-- Opening Marker --

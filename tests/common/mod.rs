//! Shared test infrastructure for debounced-switch integration tests

#![allow(dead_code)] // Items used across multiple test files; Rust analyzes per-file

use core::cell::Cell;
use debounced_switch::waveform::Transition;
use debounced_switch::{
    DebouncedInput, Edge, InterruptHandler, InterruptPin, PinId, SwitchConfig, TickDuration,
    TickInstant, TimeSource, Trigger,
};
use embedded_hal::digital::{ErrorKind, ErrorType, InputPin};

// ============================================================================
// Mock Pin
// ============================================================================

/// Error returned by the mock pin when told to refuse an operation
#[derive(Debug, Clone, Copy, PartialEq, Eq)]
pub struct MockPinError;

impl embedded_hal::digital::Error for MockPinError {
    fn kind(&self) -> ErrorKind {
        ErrorKind::Other
    }
}

/// Simulated pin hardware, shared between the test and the pin handle
pub struct MockPinState {
    level: Cell<bool>,
    listening: Cell<Option<Trigger>>,
    pending_clears: Cell<u32>,
    refuse_listen: Cell<bool>,
}

impl MockPinState {
    pub fn new() -> Self {
        Self {
            level: Cell::new(false),
            listening: Cell::new(None),
            pending_clears: Cell::new(0),
            refuse_listen: Cell::new(false),
        }
    }

    /// A pin whose interrupt line is already claimed
    pub fn unavailable() -> Self {
        let state = Self::new();
        state.refuse_listen.set(true);
        state
    }

    /// Drives the simulated line without raising an interrupt
    pub fn set_high(&self, high: bool) {
        self.level.set(high);
    }

    pub fn listening(&self) -> Option<Trigger> {
        self.listening.get()
    }

    pub fn pending_clears(&self) -> u32 {
        self.pending_clears.get()
    }

    /// Returns a handle to hand to the driver
    pub fn pin(&self, id: u8) -> MockPin<'_> {
        MockPin {
            id: PinId(id),
            state: self,
        }
    }
}

/// Pin handle backed by a [`MockPinState`]
pub struct MockPin<'a> {
    id: PinId,
    state: &'a MockPinState,
}

impl ErrorType for MockPin<'_> {
    type Error = MockPinError;
}

impl InputPin for MockPin<'_> {
    fn is_high(&mut self) -> Result<bool, Self::Error> {
        Ok(self.state.level.get())
    }

    fn is_low(&mut self) -> Result<bool, Self::Error> {
        Ok(!self.state.level.get())
    }
}

impl InterruptPin for MockPin<'_> {
    fn id(&self) -> PinId {
        self.id
    }

    fn listen(&mut self, trigger: Trigger) -> Result<(), Self::Error> {
        if self.state.refuse_listen.get() {
            return Err(MockPinError);
        }
        self.state.listening.set(Some(trigger));
        Ok(())
    }

    fn unlisten(&mut self) {
        self.state.listening.set(None);
    }

    fn clear_pending(&mut self) {
        self.state
            .pending_clears
            .set(self.state.pending_clears.get() + 1);
    }
}

// ============================================================================
// Mock Time Source
// ============================================================================

/// Mock millisecond counter with controllable time advancement
pub struct MockTimeSource {
    current_time: Cell<TickInstant>,
}

impl MockTimeSource {
    pub fn new() -> Self {
        Self {
            current_time: Cell::new(TickInstant(0)),
        }
    }

    /// Advance time by the given number of milliseconds, wrapping like hardware
    pub fn advance(&self, millis: u32) {
        let current = self.current_time.get();
        self.current_time.set(TickInstant(current.0.wrapping_add(millis)));
    }

    pub fn set_time(&self, millis: u32) {
        self.current_time.set(TickInstant(millis));
    }
}

impl TimeSource<TickInstant> for MockTimeSource {
    fn now(&self) -> TickInstant {
        self.current_time.get()
    }
}

// ============================================================================
// Fake Interrupt Source
// ============================================================================

/// Raises one interrupt at each timestamp and returns the accepted ones
pub fn fire_at<H: InterruptHandler>(handler: &mut H, timer: &MockTimeSource, times: &[u32]) -> Vec<u32> {
    times
        .iter()
        .copied()
        .filter(|&t| {
            timer.set_time(t);
            handler.on_interrupt().is_accepted()
        })
        .collect()
}

/// Replays signal transitions onto the pin, raising an interrupt for each edge
/// matching the polarity the pin is listening for. Returns accepted times.
pub fn replay<H: InterruptHandler>(
    handler: &mut H,
    timer: &MockTimeSource,
    pin: &MockPinState,
    transitions: impl IntoIterator<Item = Transition>,
) -> Vec<u32> {
    let mut accepted = Vec::new();

    for transition in transitions {
        timer.set_time(transition.at_ms);
        pin.set_high(transition.edge == Edge::Rising);

        let Some(trigger) = pin.listening() else {
            continue;
        };
        if trigger.matches(transition.edge) && handler.on_interrupt().is_accepted() {
            accepted.push(transition.at_ms);
        }
    }

    accepted
}

/// Contact bounce: a burst of alternating edges starting with `first`
pub fn bounce(start_ms: u32, first: Edge, count: u32, spacing_ms: u32) -> Vec<Transition> {
    (0..count)
        .map(|i| Transition {
            at_ms: start_ms + i * spacing_ms,
            edge: if (i % 2 == 0) == (first == Edge::Rising) {
                Edge::Rising
            } else {
                Edge::Falling
            },
        })
        .collect()
}

// ============================================================================
// Switch Construction
// ============================================================================

/// Switch type used throughout the integration tests
pub type TestSwitch<'t, C> = DebouncedInput<'t, TickInstant, MockPin<'t>, MockTimeSource, C>;

/// Binds a switch on pin 4 of `state`, panicking if the pin refuses
pub fn bind<'t, C: FnMut(PinId)>(
    state: &'t MockPinState,
    timer: &'t MockTimeSource,
    config: SwitchConfig<TickDuration>,
    callback: C,
) -> TestSwitch<'t, C> {
    DebouncedInput::new(state.pin(4), callback, timer, config).unwrap()
}

/// Debounce config with the given interval and rising-edge trigger
pub fn debounce_ms(millis: u32) -> SwitchConfig<TickDuration> {
    SwitchConfig::default().with_debounce(TickDuration(millis))
}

-- Closing Marker --

Activity:
Once you have read the entries above, copy them out exactly as they were given.

Response:
filename tests/common/mod.rs
//! Shared test infrastructure for debounced-switch integration tests

#![allow(dead_code)] // Items used across multiple test files; Rust analyzes per-file

use core::cell::Cell;
use debounced_switch::waveform::Transition;
use debounced_switch::{
    DebouncedInput, Edge, InterruptHandler, InterruptPin, PinId, SwitchConfig, TickDuration,
    TickInstant, TimeSource, Trigger,
};
use embedded_hal::digital::{ErrorKind, ErrorType, InputPin};

// ============================================================================
// Mock Pin
// ============================================================================

/// Error returned by the mock pin when told to refuse an operation
#[derive(Debug, Clone, Copy, PartialEq, Eq)]
pub struct MockPinError;

impl embedded_hal::digital::Error for MockPinError {
    fn kind(&self) -> ErrorKind {
        ErrorKind::Other
    }
}

/// Simulated pin hardware, shared between the test and the pin handle
pub struct MockPinState {
    level: Cell<bool>,
    listening: Cell<Option<Trigger>>,
    pending_clears: Cell<u32>,
    refuse_listen: Cell<bool>,
}

impl MockPinState {
    pub fn new() -> Self {
        Self {
            level: Cell::new(false),
            listening: Cell::new(None),
            pending_clears: Cell::new(0),
            refuse_listen: Cell::new(false),
        }
    }

    /// A pin whose interrupt line is already claimed
    pub fn unavailable() -> Self {
        let state = Self::new();
        state.refuse_listen.set(true);
        state
    }

    /// Drives the simulated line without raising an interrupt
    pub fn set_high(&self, high: bool) {
        self.level.set(high);
    }

    pub fn listening(&self) -> Option<Trigger> {
        self.listening.get()
    }

    pub fn pending_clears(&self) -> u32 {
        self.pending_clears.get()
    }

    /// Returns a handle to hand to the driver
    pub fn pin(&self, id: u8) -> MockPin<'_> {
        MockPin {
            id: PinId(id),
            state: self,
        }
    }
}

/// Pin handle backed by a [`MockPinState`]
pub struct MockPin<'a> {
    id: PinId,
    state: &'a MockPinState,
}

impl ErrorType for MockPin<'_> {
    type Error = MockPinError;
}

impl InputPin for MockPin<'_> {
    fn is_high(&mut self) -> Result<bool, Self::Error> {
        Ok(self.state.level.get())
    }

    fn is_low(&mut self) -> Result<bool, Self::Error> {
        Ok(!self.state.level.get())
    }
}

impl InterruptPin for MockPin<'_> {
    fn id(&self) -> PinId {
        self.id
    }

    fn listen(&mut self, trigger: Trigger) -> Result<(), Self::Error> {
        if self.state.refuse_listen.get() {
            return Err(MockPinError);
        }
        self.state.listening.set(Some(trigger));
        Ok(())
    }

    fn unlisten(&mut self) {
        self.state.listening.set(None);
    }

    fn clear_pending(&mut self) {
        self.state
            .pending_clears
            .set(self.state.pending_clears.get() + 1);
    }
}

// ============================================================================
// Mock Time Source
// ============================================================================

/// Mock millisecond counter with controllable time advancement
pub struct MockTimeSource {
    current_time: Cell<TickInstant>,
}

impl MockTimeSource {
    pub fn new() -> Self {
        Self {
            current_time: Cell::new(TickInstant(0)),
        }
    }

    /// Advance time by the given number of milliseconds, wrapping like hardware
    pub fn advance(&self, millis: u32) {
        let current = self.current_time.get();
        self.current_time.set(TickInstant(current.0.wrapping_add(millis)));
    }

    pub fn set_time(&self, millis: u32) {
        self.current_time.set(TickInstant(millis));
    }
}

impl TimeSource<TickInstant> for MockTimeSource {
    fn now(&self) -> TickInstant {
        self.current_time.get()
    }
}

// ============================================================================
// Fake Interrupt Source
// ============================================================================

/// Raises one interrupt at each timestamp and returns the accepted ones
pub fn fire_at<H: InterruptHandler>(handler: &mut H, timer: &MockTimeSource, times: &[u32]) -> Vec<u32> {
    times
        .iter()
        .copied()
        .filter(|&t| {
            timer.set_time(t);
            handler.on_interrupt().is_accepted()
        })
        .collect()
}

/// Replays signal transitions onto the pin, raising an interrupt for each edge
/// matching the polarity the pin is listening for. Returns accepted times.
pub fn replay<H: InterruptHandler>(
    handler: &mut H,
    timer: &MockTimeSource,
    pin: &MockPinState,
    transitions: impl IntoIterator<Item = Transition>,
) -> Vec<u32> {
    let mut accepted = Vec::new();

    for transition in transitions {
        timer.set_time(transition.at_ms);
        pin.set_high(transition.edge == Edge::Rising);

        let Some(trigger) = pin.listening() else {
            continue;
        };
        if trigger.matches(transition.edge) && handler.on_interrupt().is_accepted() {
            accepted.push(transition.at_ms);
        }
    }

    accepted
}

/// Contact bounce: a burst of alternating edges starting with `first`
pub fn bounce(start_ms: u32, first: Edge, count: u32, spacing_ms: u32) -> Vec<Transition> {
    (0..count)
        .map(|i| Transition {
            at_ms: start_ms + i * spacing_ms,
            edge: if (i % 2 == 0) == (first == Edge::Rising) {
                Edge::Rising
            } else {
                Edge::Falling
            },
        })
        .collect()
}

// ============================================================================
// Switch Construction
// ============================================================================

/// Switch type used throughout the integration tests
pub type TestSwitch<'t, C> = DebouncedInput<'t, TickInstant, MockPin<'t>, MockTimeSource, C>;

/// Binds a switch on pin 4 of `state`, panicking if the pin refuses
pub fn bind<'t, C: FnMut(PinId)>(
    state: &'t MockPinState,
    timer: &'t MockTimeSource,
    config: SwitchConfig<TickDuration>,
    callback: C,
) -> TestSwitch<'t, C> {
    DebouncedInput::new(state.pin(4), callback, timer, config).unwrap()
}

/// Debounce config with the given interval and rising-edge trigger
pub fn debounce_ms(millis: u32) -> SwitchConfig<TickDuration> {
    SwitchConfig::default().with_debounce(TickDuration(millis))
}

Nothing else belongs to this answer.